> _PROBLEM STATEMENT_
Say how many lines of the listing below include the word "close", with no other output.

+++

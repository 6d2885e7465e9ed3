/*
 * @file testing.rs
 * @brief Recording fakes for Jarvis collaborators
 * @author Kevin Thomas
 * @date 2025
 *
 * MIT License
 *
 * Copyright (c) 2025 Kevin Thomas
 *
 * Permission is hereby granted, free of charge, to any person obtaining a copy
 * of this software and associated documentation files (the "Software"), to deal
 * in the Software without restriction, including without limitation the rights
 * to use, copy, modify, merge, publish, distribute, sublicense, and/or sell
 * copies of the Software, and to permit persons to whom the Software is
 * furnished to do so, subject to the following conditions:
 *
 * The above copyright notice and this permission notice shall be included in all
 * copies or substantial portions of the Software.
 *
 * THE SOFTWARE IS PROVIDED "AS IS", WITHOUT WARRANTY OF ANY KIND, EXPRESS OR
 * IMPLIED, INCLUDING BUT NOT LIMITED TO THE WARRANTIES OF MERCHANTABILITY,
 * FITNESS FOR A PARTICULAR PURPOSE AND NONINFRINGEMENT. IN NO EVENT SHALL THE
 * AUTHORS OR COPYRIGHT HOLDERS BE LIABLE FOR ANY CLAIM, DAMAGES OR OTHER
 * LIABILITY, WHETHER IN AN ACTION OF CONTRACT, TORT OR OTHERWISE, ARISING FROM,
 * OUT OF OR IN CONNECTION WITH THE SOFTWARE OR THE USE OR OTHER DEALINGS IN THE
 * SOFTWARE.
 */

//! Recording fakes for the dispatcher's collaborators.
//!
//! Built for unit tests and with the `testing` feature, which `tests/`
//! requires (`cargo test --features testing`). The fakes share their state
//! through an `Arc`, so a clone kept by the test still observes calls after
//! the original has been moved into an [`crate::engine::Engine`].

use std::{
    collections::VecDeque,
    sync::{Arc, Mutex, MutexGuard},
    time::Duration,
};

use async_trait::async_trait;

use crate::ai::ChatSession;
use crate::error::{ChatError, SpeechError};
use crate::speech::SpeechIo;
use crate::system::{ActionOutcome, AppControl};

fn lock<T>(mutex: &Mutex<T>) -> MutexGuard<'_, T> {
    mutex.lock().unwrap_or_else(|poisoned| poisoned.into_inner())
}

/// [`AppControl`] fake that records every call as `"verb:argument"`.
#[derive(Clone, Default)]
pub struct RecordingControl {
    calls: Arc<Mutex<Vec<String>>>,
    running: Vec<String>,
    latency: Duration,
}

impl RecordingControl {
    pub fn new() -> Self {
        Self::default()
    }

    /// Names reported by `list_running`.
    pub fn with_running<I, S>(mut self, names: I) -> Self
    where
        I: IntoIterator<Item = S>,
        S: Into<String>,
    {
        self.running = names.into_iter().map(Into::into).collect();
        self
    }

    /// Blocks the calling thread this long on every call, like a slow OS query.
    pub fn with_latency(mut self, latency: Duration) -> Self {
        self.latency = latency;
        self
    }

    /// Calls made so far, oldest first.
    pub fn calls(&self) -> Vec<String> {
        lock(&self.calls).clone()
    }

    fn record(&self, call: String) {
        if !self.latency.is_zero() {
            std::thread::sleep(self.latency);
        }
        lock(&self.calls).push(call);
    }
}

impl AppControl for RecordingControl {
    fn open(&self, name: &str) -> ActionOutcome {
        self.record(format!("open:{name}"));
        ActionOutcome::success(format!("Opening {name}"))
    }

    fn close(&self, name: &str) -> ActionOutcome {
        self.record(format!("close:{name}"));
        ActionOutcome::failure(format!("{name} is not running"))
    }

    fn list_running(&self) -> Vec<String> {
        self.record("list".to_string());
        self.running.clone()
    }

    fn info(&self) -> ActionOutcome {
        self.record("info".to_string());
        ActionOutcome::success("CPU Usage: 1.0%\nMemory Usage: 2.0%\nDisk Usage: 3.0%")
    }

    fn minimize_all(&self) -> ActionOutcome {
        self.record("minimize".to_string());
        ActionOutcome::success("Minimized all windows")
    }

    fn shutdown(&self) -> ActionOutcome {
        self.record("shutdown".to_string());
        ActionOutcome::success("System will shutdown in 30 seconds")
    }

    fn restart(&self) -> ActionOutcome {
        self.record("restart".to_string());
        ActionOutcome::success("System will restart in 30 seconds")
    }

    fn open_url(&self, url: &str) -> ActionOutcome {
        self.record(format!("url:{url}"));
        ActionOutcome::success(format!("Opening https://{url}"))
    }

    fn search_web(&self, query: &str) -> ActionOutcome {
        self.record(format!("search:{query}"));
        ActionOutcome::success(format!("Searching Google for {query}"))
    }
}

#[derive(Default)]
struct ChatLog {
    sent: Vec<String>,
    context_at_send: Vec<usize>,
    resets: usize,
}

/// Observer handle for a [`ScriptedChat`].
#[derive(Clone, Default)]
pub struct ChatRecorder {
    log: Arc<Mutex<ChatLog>>,
}

impl ChatRecorder {
    /// Messages received by `send`, oldest first.
    pub fn sent(&self) -> Vec<String> {
        lock(&self.log).sent.clone()
    }

    /// Number of prior turns the session held at each `send`.
    pub fn context_at_send(&self) -> Vec<usize> {
        lock(&self.log).context_at_send.clone()
    }

    pub fn resets(&self) -> usize {
        lock(&self.log).resets
    }
}

/// [`ChatSession`] fake that replays queued replies.
///
/// With the queue empty it answers `"reply #<n>"`. Successful sends are
/// kept as context until `reset`.
pub struct ScriptedChat {
    recorder: ChatRecorder,
    replies: VecDeque<Result<String, ChatError>>,
    context: Vec<String>,
}

impl ScriptedChat {
    pub fn new() -> (Self, ChatRecorder) {
        let recorder = ChatRecorder::default();
        let chat = Self {
            recorder: recorder.clone(),
            replies: VecDeque::new(),
            context: Vec::new(),
        };
        (chat, recorder)
    }

    /// Queues the result of a future `send`.
    pub fn then(mut self, reply: Result<String, ChatError>) -> Self {
        self.replies.push_back(reply);
        self
    }
}

#[async_trait]
impl ChatSession for ScriptedChat {
    async fn send(&mut self, message: &str) -> Result<String, ChatError> {
        let turn = {
            let mut log = lock(&self.recorder.log);
            log.sent.push(message.to_string());
            log.context_at_send.push(self.context.len());
            log.sent.len()
        };
        let reply = self
            .replies
            .pop_front()
            .unwrap_or_else(|| Ok(format!("reply #{turn}")));
        if reply.is_ok() {
            self.context.push(message.to_string());
        }
        reply
    }

    fn reset(&mut self) {
        self.context.clear();
        lock(&self.recorder.log).resets += 1;
    }

    fn provider(&self) -> &'static str {
        "scripted"
    }
}

/// [`SpeechIo`] fake with queued transcripts and a record of spoken text.
#[derive(Clone, Default)]
pub struct ScriptedSpeech {
    heard: Arc<Mutex<VecDeque<Result<String, SpeechError>>>>,
    spoken: Arc<Mutex<Vec<String>>>,
    tuning: Arc<Mutex<Vec<String>>>,
}

impl ScriptedSpeech {
    pub fn new() -> Self {
        Self::default()
    }

    /// Queues the result of a future capture.
    pub fn hears(self, result: Result<String, SpeechError>) -> Self {
        lock(&self.heard).push_back(result);
        self
    }

    pub fn spoken(&self) -> Vec<String> {
        lock(&self.spoken).clone()
    }

    /// Tuning changes as `"rate:<n>"` / `"volume:<x>"`, oldest first.
    pub fn tuning(&self) -> Vec<String> {
        lock(&self.tuning).clone()
    }
}

impl SpeechIo for ScriptedSpeech {
    fn capture_utterance(
        &self,
        _timeout: Duration,
        _max_phrase: Duration,
    ) -> Result<String, SpeechError> {
        lock(&self.heard)
            .pop_front()
            .unwrap_or(Err(SpeechError::Timeout))
    }

    fn speak(&self, text: &str) -> Result<(), SpeechError> {
        lock(&self.spoken).push(text.to_string());
        Ok(())
    }

    fn stop(&self) {}

    fn set_rate(&self, rate: u32) {
        lock(&self.tuning).push(format!("rate:{rate}"));
    }

    fn set_volume(&self, volume: f32) {
        lock(&self.tuning).push(format!("volume:{volume}"));
    }
}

+++

> _OUTPUT OF THE EXERCISE_
2